After the failed coup attempt on 15 July 2016, Turkey has been in a continuing state of emergency with limitations and restrictions on fundamental rights. The joint union meeting came just before a constitutional referendum to be held on 16 April, proposing a change from a parliamentarian to a presidential system. Unions and Turkish society in general, have different views on the possible consequences of a change.
Our unions need international solidarity, so this visit is very important,
said Mustafa Şahin, President of Turkish Energy, Gas and Water Workers’ Union and titular member of IndustriALL Global Union’s Executive Committee.
At this point, I believe that the only structure that can repair fragile bridge between Turkey, the European Union and the world, is the international trade union movement and labour solidarity.
Trade union rights in Turkey have come under criticism from the International Labor Organization and the EU. The state of emergency has seen more than 125.000 public servants suspended from their jobs, with some 78.000 already dismissed.

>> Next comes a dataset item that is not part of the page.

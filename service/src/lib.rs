pub mod error;
pub mod settings_service;
pub mod uninstall_service;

The government continues to postpone strikes in the metal, glass, mining and rubber industries under the pretext of “national security” and “general health” have meant an end to the right to strike.
Through a new decree the government has added, “breaking economic and financial stability” as another argument for banning strikes. A strike at one of the private banks was recently banned for this reason.
Turkey is one of our priority countries,
said Valter Sanches, General Secretary of IndustriALL Global Union.
With its level of industry and proximity to other regions, developments in democracy and fundamental rights in Turkey are of critical importance for the global union movement. Our solidarity and support for our affiliates will continue.
A recent change in labour legislation, despite firm opposition by the trade unions, gives companies have a legal right to hire temporary workers from private employment agencies, making it more difficult for unions to recruit new members. The meeting identified a compulsory private life insurance system and changes in the labour court systems as new challenges for the union movement in Turkey. The unions also signaled that the government is preparing to attack severance payments.
The massive influx of refugees, particularly from Syria, poses a challenge on the economic, social and labour level. The textile, garment and leather sectors are heavily affected through an increased informal economy in the industries.
The joint meeting in Ankara reiterated that “Europe, Turkey and the international community must increase their efforts to promote the spread of peace, democracy, economic development, equality and decent jobs”.
Turkish affiliates also affirmed that “specific attention must be devoted to respect for and full enforcement of trade union rights in Turkey, including freedom of association, the right to strike and collective bargaining”.
Turkey has historical economic and political ties with Europe,
stated Luc Triangle, General Secretary of industriAll European Trade Union.
Cooperation of the Turkish unions and the European trade unions is very important for the respect of fundamental rights, and especially the freedom of association for the common interests of Turkish workers and European workers.
The meeting welcomed the idea of specific missions in the near future, with the involvement of different unions in Europe as well as from other parts of the world, which will send a clear signal of solidarity with Turkish unions and workers.
The meeting expressed its support and solidarity for the Transport Workers’ Union (TUMTIS), an ITF affiliate, after the Turkish Supreme Court upheld a verdict against members of the Ankara branch of the union, following a complaint by a logistics company where the union held successful organization drive in 2007. activities guaranteed by the Constitution of the country cannot be considered as crime, according to the Turkish unions. The court decision defines union organizing as a terrorist activity and collecting union dues as a means to finance the terror organization.
In addition to meeting the national centers Turk-Is, Hak-Is and DISK, IndustriALL Global Union and industriALL European Trade Union met with the Undersecretary of the Ministry of Labor and Social Security to discus the problems raised by the affiliates.